Les temps sauvages... dans ce deuxième volet de la trilogie en cours d’écriture de Ian Manook, l’auteur adresse un clin d’œil à Joseph Kessel, dont l’un des derniers romans, publié en 1975 chez Gallimard, porte le même titre. Mais alors que l’histoire de Kessel se passe en 1918 en Sibérie, l’intrigue très contemporaine imaginée par Ian Manook vagabonde entre la Mongolie, la Russie... et la France, plus précisément la ville du Havre.

Si Oulan Bator et les steppes mongoles ont à nouveau, pour notre plus grand plaisir, une place centrale dans le récit, nous découvrons également la ville de Krasnokamensk, où se trouve la plus grande mine d’uranium de Russie et où l’oligarque Mikhaïl Khodorkovski, condamné pour vol et fraude fiscale, a été détenu dans la célèbre colonie pénitentiaire G 14/10, réputée pour être la plus dure et la plus isolée du pays.

Les principaux personnages du premier roman sont toujours là, fidèles au poste, et en premier lieu le désormais célèbre flic d’Oulan Bator, Yeruldelgger, marqué par son éducation dans le mystérieux et légendaire Septième Monastère ainsi que par des drames dans sa vie personnelle, que nous découvrons peu à peu. Bien que cette vie tourmentée l’ait rendu dur et violent, il reste malgré tout généreux, imprévisible, toujours attaché aux traditions de son pays... Mais Yeruldelgger ne sera pas le seul enquêteur central du livre, puisque Ian Manook introduit un nouveau personnage, le flic français Zarzavadjian qui qui va, à partir de la ville du Havre, tirer un des fils de l’intrigue, ce qui va l’amener à croiser Yeruldelgger en Mongolie.

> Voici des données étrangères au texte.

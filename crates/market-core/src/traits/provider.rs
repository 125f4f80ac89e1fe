//! Verification provider port
//!
//! Phone ownership is proven by a one-time code delivered out of band. The
//! domain only needs an opaque handle for the issued code and a confirmation
//! step; SMS gateways and development stand-ins implement this trait.

use async_trait::async_trait;

use crate::value_objects::PhoneNumber;

use super::RepoResult;

/// Handle for an issued code
#[derive(Debug, Clone, PartialEq, Eq)]
pub struct ChallengeHandle {
    pub handle: String,
    /// Set by providers that hand the code back to the caller instead of delivering it
    pub dev_code: Option<String>,
}

impl ChallengeHandle {
    pub fn new(handle: impl Into<String>) -> Self {
        Self {
            handle: handle.into(),
            dev_code: None,
        }
    }

    #[must_use]
    pub fn with_dev_code(mut self, code: impl Into<String>) -> Self {
        self.dev_code = Some(code.into());
        self
    }
}

/// Identity proven by a confirmed code
#[derive(Debug, Clone, PartialEq, Eq)]
pub struct VerifiedPhone {
    pub phone: PhoneNumber,
}

#[async_trait]
pub trait VerificationProvider: Send + Sync {
    /// Issue a code for the phone number
    async fn send_code(&self, phone: &PhoneNumber) -> RepoResult<ChallengeHandle>;

    /// Confirm a code; a confirmed handle cannot be confirmed again
    async fn confirm(&self, handle: &str, code: &str) -> RepoResult<VerifiedPhone>;

    /// Forget an issued code
    async fn cancel(&self, handle: &str) -> RepoResult<()>;
}
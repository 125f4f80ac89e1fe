//! Key-value implementation of ChatRepository

use async_trait::async_trait;
use tracing::instrument;

use market_core::entities::Chat;
use market_core::traits::{ChatRepository, RepoResult};
use market_core::value_objects::RecordId;

use crate::collection::Collection;
use crate::events::EventBus;
use crate::keys;
use crate::kv::SharedStore;

use super::error::{chat_not_found, duplicate_id, map_store_error};

/// Chats stored under the `chats` key
#[derive(Clone)]
pub struct KvChatRepository {
    chats: Collection<Chat>,
}

impl KvChatRepository {
    pub fn new(store: SharedStore, events: EventBus) -> Self {
        Self {
            chats: Collection::new(store, keys::CHATS, events),
        }
    }
}

#[async_trait]
impl ChatRepository for KvChatRepository {
    #[instrument(skip(self))]
    async fn find_by_id(&self, id: RecordId) -> RepoResult<Option<Chat>> {
        let chats = self.chats.load().await.map_err(map_store_error)?;
        Ok(chats.into_iter().find(|c| c.id == id))
    }

    #[instrument(skip(self))]
    async fn find_direct(&self, user_a: RecordId, user_b: RecordId) -> RepoResult<Option<Chat>> {
        let chats = self.chats.load().await.map_err(map_store_error)?;
        Ok(chats
            .into_iter()
            .find(|c| c.is_direct_between(user_a, user_b)))
    }

    #[instrument(skip(self))]
    async fn find_by_user(&self, user_id: RecordId) -> RepoResult<Vec<Chat>> {
        let chats = self.chats.load().await.map_err(map_store_error)?;
        Ok(chats
            .into_iter()
            .filter(|c| c.has_participant(user_id))
            .collect())
    }

    #[instrument(skip(self, chat), fields(chat_id = %chat.id))]
    async fn create(&self, chat: &Chat) -> RepoResult<()> {
        let chat = chat.clone();
        self.chats
            .try_update(move |chats| {
                if chats.iter().any(|c| c.id == chat.id) {
                    return Err(duplicate_id(keys::CHATS, chat.id));
                }
                chats.push(chat);
                Ok(())
            })
            .await
            .map_err(map_store_error)?
    }

    #[instrument(skip(self, chat), fields(chat_id = %chat.id))]
    async fn update(&self, chat: &Chat) -> RepoResult<()> {
        let chat = chat.clone();
        self.chats
            .try_update(move |chats| {
                let slot = chats
                    .iter_mut()
                    .find(|c| c.id == chat.id)
                    .ok_or_else(|| chat_not_found(chat.id))?;
                *slot = chat;
                Ok(())
            })
            .await
            .map_err(map_store_error)?
    }

    #[instrument(skip(self))]
    async fn delete(&self, id: RecordId) -> RepoResult<bool> {
        self.chats
            .update(|chats| {
                let before = chats.len();
                chats.retain(|c| c.id != id);
                chats.len() != before
            })
            .await
            .map_err(map_store_error)
    }
}
//! Catalog refresh task
//!
//! Keeps a snapshot of the public catalog current. The task reloads on a
//! fixed interval and whenever the catalog or the submission collection is
//! written, and stops when its handle is stopped or dropped.

use std::time::Duration;

use tokio::sync::{broadcast, watch};
use tokio::task::JoinHandle;
use tokio::time::{interval, MissedTickBehavior};
use tracing::{debug, info, warn};

use market_core::entities::Listing;
use market_store::keys;

use crate::services::{ListingService, ServiceContext};

/// Lower bound for the refresh period
const MIN_REFRESH: Duration = Duration::from_millis(100);

/// Handle to a running catalog refresh task
pub struct CatalogWatcher {
    shutdown: watch::Sender<bool>,
    snapshot: watch::Receiver<Vec<Listing>>,
    task: Option<JoinHandle<()>>,
}

impl CatalogWatcher {
    /// Start watching with the context's configured refresh interval
    pub fn spawn(ctx: ServiceContext) -> Self {
        let period = ctx.settings().catalog_refresh;
        Self::spawn_with_interval(ctx, period)
    }

    pub fn spawn_with_interval(ctx: ServiceContext, period: Duration) -> Self {
        let (shutdown, shutdown_rx) = watch::channel(false);
        let (snapshot_tx, snapshot) = watch::channel(Vec::new());
        let changes = ctx.events().subscribe();

        let task = tokio::spawn(run(ctx, period.max(MIN_REFRESH), shutdown_rx, changes, snapshot_tx));
        info!(?period, "Catalog watcher started");

        Self {
            shutdown,
            snapshot,
            task: Some(task),
        }
    }

    /// The latest catalog snapshot
    pub fn latest(&self) -> Vec<Listing> {
        self.snapshot.borrow().clone()
    }

    /// Receiver notified whenever the snapshot changes
    pub fn subscribe(&self) -> watch::Receiver<Vec<Listing>> {
        self.snapshot.clone()
    }

    /// Stop the task and wait for it to finish
    pub async fn stop(mut self) {
        let _ = self.shutdown.send(true);
        if let Some(task) = self.task.take() {
            if let Err(e) = task.await {
                warn!(error = %e, "Catalog watcher ended abnormally");
            }
        }
    }
}

impl Drop for CatalogWatcher {
    fn drop(&mut self) {
        let _ = self.shutdown.send(true);
    }
}

async fn run(
    ctx: ServiceContext,
    period: Duration,
    mut shutdown: watch::Receiver<bool>,
    mut changes: broadcast::Receiver<market_core::DomainEvent>,
    snapshot: watch::Sender<Vec<Listing>>,
) {
    let mut ticker = interval(period);
    ticker.set_missed_tick_behavior(MissedTickBehavior::Delay);

    loop {
        tokio::select! {
            _ = shutdown.changed() => break,
            _ = ticker.tick() => {}
            event = changes.recv() => match event {
                Ok(event) => {
                    if !matches!(event.collection(), Some(keys::ACCOUNTS | keys::SELLER_ACCOUNTS)) {
                        continue;
                    }
                }
                Err(broadcast::error::RecvError::Lagged(skipped)) => {
                    debug!(skipped, "Catalog watcher lagged behind change events");
                }
                Err(broadcast::error::RecvError::Closed) => break,
            },
        }

        match ListingService::new(&ctx).catalog().await {
            Ok(listings) => {
                let changed = snapshot.send_if_modified(|current| {
                    if *current == listings {
                        false
                    } else {
                        *current = listings;
                        true
                    }
                });
                if changed {
                    debug!(count = snapshot.borrow().len(), "Catalog snapshot refreshed");
                }
            }
            Err(e) => warn!(error = %e, "Catalog refresh failed"),
        }
    }

    info!("Catalog watcher stopped");
}
//! # market-core
//!
//! Domain layer containing entities, value objects, repository traits, and domain events
//! for the account marketplace. This crate has zero dependencies on infrastructure
//! (storage backends, code delivery providers, etc.).

pub mod entities;
pub mod error;
pub mod events;
pub mod traits;
pub mod value_objects;

// Re-export commonly used types at crate root
pub use entities::{
    Chat, ChatKind, LastMessage, Listing, ListingStatus, Message, MessageKind, PendingChallenge,
    ReviewStatus, Role, Session, Submission, User, VerificationStatus, PERSONAL_BROADCAST_NAME,
};
pub use error::DomainError;
pub use events::DomainEvent;
pub use traits::{
    ChallengeHandle, ChatRepository, ListingRepository, MessageRepository, RepoResult,
    SessionRepository, SubmissionRepository, UserRepository, VerificationProvider, VerifiedPhone,
};
pub use value_objects::{IdGenerator, PhoneNumber, PhoneNumberError, RecordId, RecordIdParseError};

Au centre de cette intrigue dans laquelle la corruption au plus haut niveau des états est centrale et qui s’appuie sur un fond de trafics en tout genre (y compris d’enfants), nous allons retrouver le richissime, inquiétant et corrompu Erdenblat. L’ennemi juré et beau-père de Yeruldelgger, dont l’obsession est de tuer son gendre de ses propres mains, va monter une machination contre lui pour parvenir à ses fins. Machination dont un des versants comporte une accusation de meurtre contre Yeruldelgger, l’autre versant étant lié à la disparition de Gantulga, le jeune protégé du policier

C’est Oyun, la jeune collègue de Yerulgelgger qui ouvre la danse avec une étrange scène de crime sous le blizzard de la steppe mongole (le dzüüd) : le cadavre gelé d’un yack grogneur surmonte celui tout aussi gelé d’un cheval, qui surmonte lui-même celui de son cavalier. Un début aussi fantastiquement délirant que celui d’un roman de Fred Vargas et qui impose au lecteur d’échafauder les hypothèses les plus baroques pour trouver une explication crédible. Comme dans les romans de Vargas, nous finirons par avoir une explication rationnelle à ce mystère, mais ce point de départ nous permet d’emblée de mieux appréhender le mode de fonctionnement de Ian Manook quant à l’écriture : débrider son imagination, en partant du principe que la réalité est parfois aussi folle que nos pires délires, tout en parsemant son histoire d’un luxe de détails précis, d’anecdotes vraies, de descriptions fouillées de personnages et de lieux qui nous permettent d’y croire.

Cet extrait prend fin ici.